BEGIN Material provided

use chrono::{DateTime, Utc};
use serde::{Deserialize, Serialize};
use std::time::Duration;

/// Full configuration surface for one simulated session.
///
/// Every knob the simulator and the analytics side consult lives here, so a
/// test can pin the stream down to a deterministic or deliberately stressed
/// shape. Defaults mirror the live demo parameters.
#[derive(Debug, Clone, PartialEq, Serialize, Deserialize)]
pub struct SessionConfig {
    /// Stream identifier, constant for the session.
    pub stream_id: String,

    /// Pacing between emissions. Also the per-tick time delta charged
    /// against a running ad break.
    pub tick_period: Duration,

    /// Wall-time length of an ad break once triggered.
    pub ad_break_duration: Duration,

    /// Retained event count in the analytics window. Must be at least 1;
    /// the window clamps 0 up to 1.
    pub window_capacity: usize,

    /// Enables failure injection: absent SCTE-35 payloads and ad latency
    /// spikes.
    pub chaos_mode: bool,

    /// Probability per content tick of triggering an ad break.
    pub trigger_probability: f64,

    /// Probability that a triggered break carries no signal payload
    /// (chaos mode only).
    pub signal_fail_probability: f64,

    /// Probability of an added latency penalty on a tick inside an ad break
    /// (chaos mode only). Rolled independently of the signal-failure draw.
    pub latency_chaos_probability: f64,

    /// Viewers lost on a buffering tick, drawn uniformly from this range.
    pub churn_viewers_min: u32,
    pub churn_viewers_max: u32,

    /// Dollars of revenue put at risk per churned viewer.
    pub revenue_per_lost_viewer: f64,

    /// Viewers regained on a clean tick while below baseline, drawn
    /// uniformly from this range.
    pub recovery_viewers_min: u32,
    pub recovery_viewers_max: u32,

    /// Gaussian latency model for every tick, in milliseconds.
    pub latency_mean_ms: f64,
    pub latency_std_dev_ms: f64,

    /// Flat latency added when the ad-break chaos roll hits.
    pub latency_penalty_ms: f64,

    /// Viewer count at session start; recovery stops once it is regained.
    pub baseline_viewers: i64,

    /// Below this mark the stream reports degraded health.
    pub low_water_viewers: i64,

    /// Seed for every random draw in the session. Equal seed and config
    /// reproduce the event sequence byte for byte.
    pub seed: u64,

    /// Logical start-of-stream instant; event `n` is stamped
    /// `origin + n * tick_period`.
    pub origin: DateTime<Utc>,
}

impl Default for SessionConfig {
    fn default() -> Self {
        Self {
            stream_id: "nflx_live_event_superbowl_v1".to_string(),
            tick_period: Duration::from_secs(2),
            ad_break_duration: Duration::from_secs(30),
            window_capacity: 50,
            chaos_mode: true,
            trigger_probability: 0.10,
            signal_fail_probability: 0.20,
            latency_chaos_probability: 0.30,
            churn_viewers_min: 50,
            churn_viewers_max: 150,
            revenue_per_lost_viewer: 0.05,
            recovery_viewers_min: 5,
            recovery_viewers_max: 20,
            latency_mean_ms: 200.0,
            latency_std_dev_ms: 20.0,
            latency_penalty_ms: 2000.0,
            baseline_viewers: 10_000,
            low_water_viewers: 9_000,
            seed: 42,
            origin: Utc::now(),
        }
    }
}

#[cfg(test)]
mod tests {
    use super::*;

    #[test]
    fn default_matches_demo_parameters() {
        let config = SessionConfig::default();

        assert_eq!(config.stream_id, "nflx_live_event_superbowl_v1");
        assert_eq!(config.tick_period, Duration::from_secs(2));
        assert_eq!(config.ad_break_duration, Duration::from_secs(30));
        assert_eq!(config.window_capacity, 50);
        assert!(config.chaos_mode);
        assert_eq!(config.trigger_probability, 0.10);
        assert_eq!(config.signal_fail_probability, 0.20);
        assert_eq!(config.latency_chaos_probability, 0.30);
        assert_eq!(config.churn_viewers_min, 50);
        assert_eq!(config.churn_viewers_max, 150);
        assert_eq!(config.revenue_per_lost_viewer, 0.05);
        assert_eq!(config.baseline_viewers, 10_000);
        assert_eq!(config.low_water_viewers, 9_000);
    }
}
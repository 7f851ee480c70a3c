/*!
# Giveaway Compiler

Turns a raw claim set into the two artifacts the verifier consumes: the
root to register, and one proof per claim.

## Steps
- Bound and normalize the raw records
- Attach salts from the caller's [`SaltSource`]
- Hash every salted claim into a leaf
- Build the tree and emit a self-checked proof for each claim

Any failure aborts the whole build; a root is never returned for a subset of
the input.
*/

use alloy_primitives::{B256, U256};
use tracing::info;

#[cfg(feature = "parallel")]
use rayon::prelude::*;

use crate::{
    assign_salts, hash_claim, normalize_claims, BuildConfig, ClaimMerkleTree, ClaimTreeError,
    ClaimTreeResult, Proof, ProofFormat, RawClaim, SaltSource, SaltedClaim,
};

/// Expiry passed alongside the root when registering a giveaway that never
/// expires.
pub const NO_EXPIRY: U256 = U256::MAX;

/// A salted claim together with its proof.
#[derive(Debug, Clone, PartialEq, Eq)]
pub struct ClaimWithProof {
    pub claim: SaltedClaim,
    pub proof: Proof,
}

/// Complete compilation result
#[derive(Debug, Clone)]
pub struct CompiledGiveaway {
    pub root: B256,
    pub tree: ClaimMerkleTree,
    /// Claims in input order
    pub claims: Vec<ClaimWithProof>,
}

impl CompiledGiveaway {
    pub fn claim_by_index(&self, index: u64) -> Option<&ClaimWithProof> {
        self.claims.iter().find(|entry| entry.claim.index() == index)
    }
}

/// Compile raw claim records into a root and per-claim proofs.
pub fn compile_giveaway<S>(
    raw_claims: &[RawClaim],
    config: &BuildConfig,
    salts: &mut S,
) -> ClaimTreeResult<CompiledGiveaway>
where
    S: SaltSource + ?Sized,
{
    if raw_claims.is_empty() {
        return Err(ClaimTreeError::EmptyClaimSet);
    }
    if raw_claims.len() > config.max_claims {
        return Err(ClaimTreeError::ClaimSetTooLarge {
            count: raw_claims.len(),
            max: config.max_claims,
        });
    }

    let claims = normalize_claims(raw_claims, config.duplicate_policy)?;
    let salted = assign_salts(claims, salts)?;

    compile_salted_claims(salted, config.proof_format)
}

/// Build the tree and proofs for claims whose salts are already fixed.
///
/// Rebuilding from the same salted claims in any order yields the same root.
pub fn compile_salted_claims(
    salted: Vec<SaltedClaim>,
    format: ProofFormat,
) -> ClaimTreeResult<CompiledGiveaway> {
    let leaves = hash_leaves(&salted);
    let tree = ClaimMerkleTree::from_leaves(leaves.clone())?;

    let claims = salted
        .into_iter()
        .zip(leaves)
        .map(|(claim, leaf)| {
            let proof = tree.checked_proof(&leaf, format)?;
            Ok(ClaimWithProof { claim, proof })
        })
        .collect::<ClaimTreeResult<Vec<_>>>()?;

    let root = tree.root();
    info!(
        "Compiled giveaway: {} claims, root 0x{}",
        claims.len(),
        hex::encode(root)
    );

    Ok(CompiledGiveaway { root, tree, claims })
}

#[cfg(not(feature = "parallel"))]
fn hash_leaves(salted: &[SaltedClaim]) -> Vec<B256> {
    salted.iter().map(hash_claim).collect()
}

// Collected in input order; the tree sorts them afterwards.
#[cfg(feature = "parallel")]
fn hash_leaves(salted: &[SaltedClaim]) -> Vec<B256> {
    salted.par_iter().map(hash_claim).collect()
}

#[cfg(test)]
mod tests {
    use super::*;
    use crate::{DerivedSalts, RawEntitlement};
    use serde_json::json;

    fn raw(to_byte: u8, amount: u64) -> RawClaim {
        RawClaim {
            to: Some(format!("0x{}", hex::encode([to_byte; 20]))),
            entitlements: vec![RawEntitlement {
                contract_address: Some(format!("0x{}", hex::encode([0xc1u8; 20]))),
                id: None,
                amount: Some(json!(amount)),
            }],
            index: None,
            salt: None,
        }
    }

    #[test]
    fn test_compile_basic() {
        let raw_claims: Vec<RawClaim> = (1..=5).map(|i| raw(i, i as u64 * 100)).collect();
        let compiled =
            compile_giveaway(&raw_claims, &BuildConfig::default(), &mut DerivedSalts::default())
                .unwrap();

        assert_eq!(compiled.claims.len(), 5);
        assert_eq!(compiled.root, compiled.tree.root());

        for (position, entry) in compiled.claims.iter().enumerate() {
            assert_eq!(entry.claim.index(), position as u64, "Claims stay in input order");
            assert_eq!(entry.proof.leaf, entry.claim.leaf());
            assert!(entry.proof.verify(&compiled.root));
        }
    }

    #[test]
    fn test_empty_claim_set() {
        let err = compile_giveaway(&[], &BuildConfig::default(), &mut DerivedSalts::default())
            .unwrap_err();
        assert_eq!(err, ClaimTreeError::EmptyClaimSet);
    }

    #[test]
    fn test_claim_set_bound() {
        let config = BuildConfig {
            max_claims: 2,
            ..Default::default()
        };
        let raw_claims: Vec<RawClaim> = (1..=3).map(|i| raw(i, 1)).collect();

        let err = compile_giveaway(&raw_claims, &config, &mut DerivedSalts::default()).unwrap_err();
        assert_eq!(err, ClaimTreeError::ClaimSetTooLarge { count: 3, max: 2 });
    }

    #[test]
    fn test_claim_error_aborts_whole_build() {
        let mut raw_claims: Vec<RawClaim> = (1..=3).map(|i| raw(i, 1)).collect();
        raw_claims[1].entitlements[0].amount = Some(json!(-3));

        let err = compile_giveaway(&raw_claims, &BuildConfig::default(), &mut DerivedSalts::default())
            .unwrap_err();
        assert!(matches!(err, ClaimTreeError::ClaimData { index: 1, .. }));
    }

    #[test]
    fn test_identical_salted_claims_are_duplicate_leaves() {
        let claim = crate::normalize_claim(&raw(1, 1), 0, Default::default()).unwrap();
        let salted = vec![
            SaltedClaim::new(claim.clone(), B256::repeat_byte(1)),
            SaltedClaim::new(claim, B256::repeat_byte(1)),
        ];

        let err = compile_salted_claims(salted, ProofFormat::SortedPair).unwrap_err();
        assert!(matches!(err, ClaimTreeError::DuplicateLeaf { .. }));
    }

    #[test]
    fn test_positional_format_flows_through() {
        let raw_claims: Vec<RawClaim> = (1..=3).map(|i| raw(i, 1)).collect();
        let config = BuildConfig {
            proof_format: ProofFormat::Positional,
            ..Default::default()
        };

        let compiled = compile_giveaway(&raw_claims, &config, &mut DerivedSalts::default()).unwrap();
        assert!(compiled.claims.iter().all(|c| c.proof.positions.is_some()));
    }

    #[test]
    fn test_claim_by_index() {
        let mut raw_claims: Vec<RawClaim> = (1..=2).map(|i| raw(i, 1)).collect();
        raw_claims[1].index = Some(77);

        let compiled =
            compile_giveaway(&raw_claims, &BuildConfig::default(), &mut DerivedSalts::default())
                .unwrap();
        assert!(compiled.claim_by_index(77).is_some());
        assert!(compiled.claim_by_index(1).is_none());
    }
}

END Material provided
BEGIN Material provided

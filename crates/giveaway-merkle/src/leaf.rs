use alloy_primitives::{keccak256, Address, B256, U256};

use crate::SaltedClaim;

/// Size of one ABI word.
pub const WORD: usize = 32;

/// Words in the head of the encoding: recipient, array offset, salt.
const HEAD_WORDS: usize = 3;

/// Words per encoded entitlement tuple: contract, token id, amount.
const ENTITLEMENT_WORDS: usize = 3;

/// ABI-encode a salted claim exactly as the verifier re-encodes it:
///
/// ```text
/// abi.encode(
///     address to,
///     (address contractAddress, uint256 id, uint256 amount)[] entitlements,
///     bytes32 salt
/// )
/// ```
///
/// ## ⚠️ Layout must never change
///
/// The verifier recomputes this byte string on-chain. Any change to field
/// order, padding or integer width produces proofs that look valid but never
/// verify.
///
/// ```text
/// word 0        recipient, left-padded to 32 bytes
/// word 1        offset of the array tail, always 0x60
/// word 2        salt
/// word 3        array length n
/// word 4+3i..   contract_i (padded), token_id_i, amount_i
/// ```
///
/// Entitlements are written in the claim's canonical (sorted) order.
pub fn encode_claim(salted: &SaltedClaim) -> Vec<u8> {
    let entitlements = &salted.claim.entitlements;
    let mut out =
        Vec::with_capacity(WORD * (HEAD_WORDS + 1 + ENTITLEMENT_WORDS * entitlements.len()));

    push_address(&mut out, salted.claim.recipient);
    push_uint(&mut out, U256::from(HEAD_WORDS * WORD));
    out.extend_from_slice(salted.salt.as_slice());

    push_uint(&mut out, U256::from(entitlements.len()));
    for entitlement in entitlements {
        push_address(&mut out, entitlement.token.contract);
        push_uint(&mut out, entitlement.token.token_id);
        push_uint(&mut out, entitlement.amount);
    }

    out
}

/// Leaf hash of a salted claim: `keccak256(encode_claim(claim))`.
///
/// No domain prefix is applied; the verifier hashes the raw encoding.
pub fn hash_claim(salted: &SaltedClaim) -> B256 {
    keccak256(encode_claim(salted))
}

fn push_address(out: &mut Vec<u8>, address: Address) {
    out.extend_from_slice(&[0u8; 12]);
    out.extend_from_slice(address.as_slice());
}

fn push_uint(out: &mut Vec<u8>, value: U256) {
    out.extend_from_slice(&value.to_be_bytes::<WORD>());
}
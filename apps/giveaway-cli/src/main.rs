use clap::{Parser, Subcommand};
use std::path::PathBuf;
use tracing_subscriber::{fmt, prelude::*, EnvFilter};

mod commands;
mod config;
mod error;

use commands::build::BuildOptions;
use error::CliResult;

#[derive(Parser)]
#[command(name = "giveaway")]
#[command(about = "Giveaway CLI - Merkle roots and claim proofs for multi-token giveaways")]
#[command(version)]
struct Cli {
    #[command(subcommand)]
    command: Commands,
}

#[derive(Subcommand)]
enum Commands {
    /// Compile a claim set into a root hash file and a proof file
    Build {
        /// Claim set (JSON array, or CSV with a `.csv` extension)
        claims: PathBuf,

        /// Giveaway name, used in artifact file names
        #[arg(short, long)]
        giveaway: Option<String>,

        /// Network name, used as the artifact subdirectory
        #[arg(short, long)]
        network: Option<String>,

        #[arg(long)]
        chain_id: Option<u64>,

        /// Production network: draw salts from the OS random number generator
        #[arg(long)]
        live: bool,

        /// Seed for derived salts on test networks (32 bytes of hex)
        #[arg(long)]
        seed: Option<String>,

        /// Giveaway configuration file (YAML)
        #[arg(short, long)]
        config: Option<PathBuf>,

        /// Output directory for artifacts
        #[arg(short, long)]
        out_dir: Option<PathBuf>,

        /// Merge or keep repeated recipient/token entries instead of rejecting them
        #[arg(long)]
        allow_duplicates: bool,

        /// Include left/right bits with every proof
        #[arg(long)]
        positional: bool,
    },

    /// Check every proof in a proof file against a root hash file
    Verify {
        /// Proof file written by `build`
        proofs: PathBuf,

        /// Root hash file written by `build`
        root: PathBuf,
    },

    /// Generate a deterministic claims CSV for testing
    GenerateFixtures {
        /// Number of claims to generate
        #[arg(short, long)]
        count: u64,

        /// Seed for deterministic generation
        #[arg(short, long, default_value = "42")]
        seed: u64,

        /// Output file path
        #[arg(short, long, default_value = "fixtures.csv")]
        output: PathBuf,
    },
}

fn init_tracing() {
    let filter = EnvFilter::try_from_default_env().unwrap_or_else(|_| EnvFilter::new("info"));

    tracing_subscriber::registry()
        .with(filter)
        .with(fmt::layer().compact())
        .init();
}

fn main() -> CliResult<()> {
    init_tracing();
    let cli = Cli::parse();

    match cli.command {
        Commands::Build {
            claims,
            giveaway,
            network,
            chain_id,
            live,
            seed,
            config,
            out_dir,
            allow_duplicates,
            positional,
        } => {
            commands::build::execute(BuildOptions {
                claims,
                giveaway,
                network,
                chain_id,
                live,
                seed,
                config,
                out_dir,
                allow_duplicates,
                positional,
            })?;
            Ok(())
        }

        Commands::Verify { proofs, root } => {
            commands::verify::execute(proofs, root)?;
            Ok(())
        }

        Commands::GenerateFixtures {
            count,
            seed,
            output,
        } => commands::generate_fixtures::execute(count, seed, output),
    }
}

END Material provided
BEGIN Material provided

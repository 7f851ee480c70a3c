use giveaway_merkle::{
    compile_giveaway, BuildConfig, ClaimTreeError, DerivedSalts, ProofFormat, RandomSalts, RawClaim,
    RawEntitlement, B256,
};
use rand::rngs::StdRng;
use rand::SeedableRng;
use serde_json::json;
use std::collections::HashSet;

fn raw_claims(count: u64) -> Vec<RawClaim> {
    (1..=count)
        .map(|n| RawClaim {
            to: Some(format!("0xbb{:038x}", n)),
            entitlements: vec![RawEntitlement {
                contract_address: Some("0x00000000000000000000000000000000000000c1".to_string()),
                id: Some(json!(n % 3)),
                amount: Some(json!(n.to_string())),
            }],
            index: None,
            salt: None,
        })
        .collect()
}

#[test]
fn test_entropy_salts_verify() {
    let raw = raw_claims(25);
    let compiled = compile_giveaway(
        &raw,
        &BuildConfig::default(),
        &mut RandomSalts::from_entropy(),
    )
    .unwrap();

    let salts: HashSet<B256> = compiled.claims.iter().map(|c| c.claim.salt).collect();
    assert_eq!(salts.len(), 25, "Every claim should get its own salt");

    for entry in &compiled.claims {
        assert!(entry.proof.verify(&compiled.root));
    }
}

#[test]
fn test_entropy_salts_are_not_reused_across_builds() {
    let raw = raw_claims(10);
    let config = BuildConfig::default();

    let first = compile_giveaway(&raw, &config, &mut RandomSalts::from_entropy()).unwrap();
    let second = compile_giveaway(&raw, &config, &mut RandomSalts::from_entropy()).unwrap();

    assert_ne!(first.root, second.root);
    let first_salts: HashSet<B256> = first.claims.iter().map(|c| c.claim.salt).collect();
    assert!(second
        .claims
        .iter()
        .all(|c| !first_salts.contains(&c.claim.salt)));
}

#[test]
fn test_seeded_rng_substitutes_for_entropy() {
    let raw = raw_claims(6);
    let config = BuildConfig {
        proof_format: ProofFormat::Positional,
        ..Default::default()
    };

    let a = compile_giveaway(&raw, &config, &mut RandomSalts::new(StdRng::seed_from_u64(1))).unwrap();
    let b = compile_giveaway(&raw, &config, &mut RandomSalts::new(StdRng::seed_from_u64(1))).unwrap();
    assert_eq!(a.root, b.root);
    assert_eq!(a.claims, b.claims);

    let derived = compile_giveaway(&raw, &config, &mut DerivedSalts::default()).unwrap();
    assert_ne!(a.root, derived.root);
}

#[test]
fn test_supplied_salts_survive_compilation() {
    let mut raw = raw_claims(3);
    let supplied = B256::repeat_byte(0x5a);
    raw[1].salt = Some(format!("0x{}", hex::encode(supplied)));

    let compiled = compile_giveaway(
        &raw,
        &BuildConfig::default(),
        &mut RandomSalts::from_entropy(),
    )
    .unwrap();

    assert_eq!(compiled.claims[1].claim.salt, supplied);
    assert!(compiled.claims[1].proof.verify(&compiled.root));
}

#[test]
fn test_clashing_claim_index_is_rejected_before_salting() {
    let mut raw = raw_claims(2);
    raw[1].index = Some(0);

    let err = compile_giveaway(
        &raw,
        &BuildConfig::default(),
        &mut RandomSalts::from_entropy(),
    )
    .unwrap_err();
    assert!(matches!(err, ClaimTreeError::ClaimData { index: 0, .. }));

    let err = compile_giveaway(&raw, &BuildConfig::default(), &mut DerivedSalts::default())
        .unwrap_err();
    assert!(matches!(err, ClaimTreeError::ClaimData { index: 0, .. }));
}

END Material provided

* Task brief: In the entries above, which lines hold the string "proofs"? Report all of them.

* Exercise response:
/// Compile raw claim records into a root and per-claim proofs.
/// Build the tree and proofs for claims whose salts are already fixed.
/// order, padding or integer width produces proofs that look valid but never
#[command(about = "Giveaway CLI - Merkle roots and claim proofs for multi-token giveaways")]
        proofs: PathBuf,
        Commands::Verify { proofs, root } => {
            commands::verify::execute(proofs, root)?;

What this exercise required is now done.